Let’s start with the costs. According to a 2007 UC Berkeley study, for every 1% increase in speed, the chances of getting into an accident increases by 2%, serious injury by 3% and fatality by 4%. This is an example of a nonlinear relationship where the result doesn’t directly follow the cause, but rather is magnified (a 1+1=3 kinda deal). This means going from 75mph to 85mph, a 15% increase in speed, would lead to +30% chance of accident, +45% serious injury, +60% death.

Magnitude

Then there’s the magnitude of the accident, measured by the impact force if you were to hit an object like light pole or fire hydrant. The equation for Kinetic Energy* is:

KE = 0.5 • m • v2 measured in Joules (J)

where m = mass of object in kg

v = speed of object in m/s

Assuming the average car’s weight is 4,000 pounds (1,800 kg), the Kinetic Energy difference between a vehicle moving at 75mph (980,100J) and 85mph (1,299,600J) is 33%. This means the increase of 15% in speed results in 33% more impact damage. Another nonlinear relationship. As Nassim Taleb, the author of Antifragile, would say, we are Fragile to both the probability and consequences of speeding.

Gas Cost

What about gas costs? This one is less dramatic as one national labs study found a 15% decrease in efficiency going from 70 to 80mph, which assuming an average gas price of $5 per gallon and the 26mpg of my Subaru translates to a $11 expense on a 15 gallon tank, or $7 more expensive for the duration of this 200-mile example. Basically the cost of a veggie Chipotle burrito. Yum.
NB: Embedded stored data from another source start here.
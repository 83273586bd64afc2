use futures_util::{SinkExt, StreamExt};
use tokio::sync::mpsc;
use tokio_tungstenite::connect_async;
use tokio_tungstenite::tungstenite::Message as Msg;

use super::*;
use crate::TwitchError;

/// What the read loop should do after a line.
#[derive(Debug, PartialEq, Eq)]
pub(super) enum LineAction {
    Continue,
    Reply(String),
    Welcome,
    Reconnect,
    Event(ChatEvent),
}

impl IrcClient {
    /// Run one connection. `Ok(true)` means the server asked us to reconnect,
    /// `Ok(false)` means shutdown was requested.
    pub(super) async fn connect_once(
        config: &IrcConfig,
        event_tx: &mpsc::Sender<ChatEvent>,
        shutdown_rx: &mut mpsc::Receiver<()>,
    ) -> Result<bool, TwitchError> {
        tracing::info!(url = %config.url, nick = %config.nick, "Connecting to Twitch chat");
        let (mut ws, _) = connect_async(config.url.as_str()).await?;

        for line in Self::handshake_lines(config) {
            ws.send(Msg::Text(line.into())).await?;
        }

        loop {
            tokio::select! {
                _ = shutdown_rx.recv() => {
                    tracing::info!("IRC shutdown during listen");
                    let _ = ws.close(None).await;
                    return Ok(false);
                }
                result = tokio::time::timeout(READ_TIMEOUT, ws.next()) => {
                    match result {
                        Ok(Some(Ok(Msg::Text(text)))) => {
                            // A frame may carry several lines.
                            for line in text.split("\r\n").filter(|l| !l.is_empty()) {
                                match Self::handle_line(line, config) {
                                    LineAction::Continue => {}
                                    LineAction::Reply(reply) => {
                                        ws.send(Msg::Text(reply.into())).await?;
                                    }
                                    LineAction::Welcome => {
                                        tracing::info!(channels = ?config.channels, "Twitch chat connected");
                                        let _ = event_tx.send(ChatEvent::Connected).await;
                                    }
                                    LineAction::Reconnect => {
                                        let _ = ws.close(None).await;
                                        return Ok(true);
                                    }
                                    LineAction::Event(event) => {
                                        let _ = event_tx.send(event).await;
                                    }
                                }
                            }
                        }
                        Ok(Some(Ok(Msg::Ping(data)))) => {
                            let _ = ws.send(Msg::Pong(data)).await;
                        }
                        Ok(Some(Ok(Msg::Close(_)))) | Ok(None) => {
                            tracing::warn!("Twitch chat WebSocket closed by server");
                            return Err(TwitchError::Irc("Server closed".into()));
                        }
                        Ok(Some(Err(e))) => return Err(TwitchError::WebSocket(e)),
                        Ok(Some(Ok(_))) => {}
                        Err(_) => {
                            tracing::warn!("Twitch chat read timeout");
                            return Err(TwitchError::Timeout);
                        }
                    }
                }
            }
        }
    }

    pub(super) fn handshake_lines(config: &IrcConfig) -> Vec<String> {
        let mut lines = vec![format!("CAP REQ :{CAPABILITIES}")];
        if let Some(token) = config.token.as_deref().filter(|t| !t.is_empty()) {
            lines.push(format!("PASS oauth:{token}"));
        }
        lines.push(format!("NICK {}", config.nick));
        let channels: Vec<String> = config
            .channels
            .iter()
            .map(|c| chat_emotes::normalize_channel(c))
            .filter(|c| !c.is_empty())
            .map(|c| format!("#{c}"))
            .collect();
        if !channels.is_empty() {
            lines.push(format!("JOIN {}", channels.join(",")));
        }
        lines
    }

    pub(super) fn handle_line(line: &str, config: &IrcConfig) -> LineAction {
        let Some(msg) = IrcMessage::parse(line) else {
            return LineAction::Continue;
        };
        match msg.command.as_str() {
            "PING" => {
                let payload = msg.param(0).unwrap_or("tmi.twitch.tv");
                LineAction::Reply(format!("PONG :{payload}"))
            }
            "001" => LineAction::Welcome,
            "RECONNECT" => LineAction::Reconnect,
            "NOTICE" => {
                tracing::info!(notice = msg.param(1).unwrap_or_default(), "Twitch chat notice");
                LineAction::Continue
            }
            _ => match ChatEvent::from_irc(&msg, &config.nick) {
                Some(event) => LineAction::Event(event),
                None => {
                    tracing::trace!(command = %msg.command, "Unhandled IRC command");
                    LineAction::Continue
                }
            },
        }
    }
}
Finally, there’s getting pulled over by the cops. While I couldn’t find any studies or physics equations on this, anecdotally I’d say you’re far less likely to get in trouble for going 5mph over the speed limit vs 10+mph. I think most drivers would concur.

ETA Benefit

Alright let’s talk benefit. Singular because the faster ETA is the only real benefit I can think of. Speeding from 75 to 85mph would save you ~19 minutes on a 200-mile trip or shave -12% off the ETA.

Is It Worth Speeding?

Whether this ETA benefit is worth the increased risk of a bad crash or getting pulled over is subjective, the math calcs do reveal a clear nonlinearity between these 1st order effects and speeding.

For me, the 2nd order mental effects are much more important. The fact that I could just stay in one lane and practice my equanimity demonstrated the practical real life applications of meditation training. I didn’t expect to be as calm and energized (weird combo right?) as I was when arriving back in the Bay Area after such a long drive. I’m excited to see how becoming more cognizant of my internal emotions while sharpening my external observation skills will be useful in other aspects of my life.

Lastly, this is an example of evaluating a situation using both internal emotional and external objective mindsets to arrive at a better solution. The questions I’m constantly asking myself are how can we win on multiple fronts.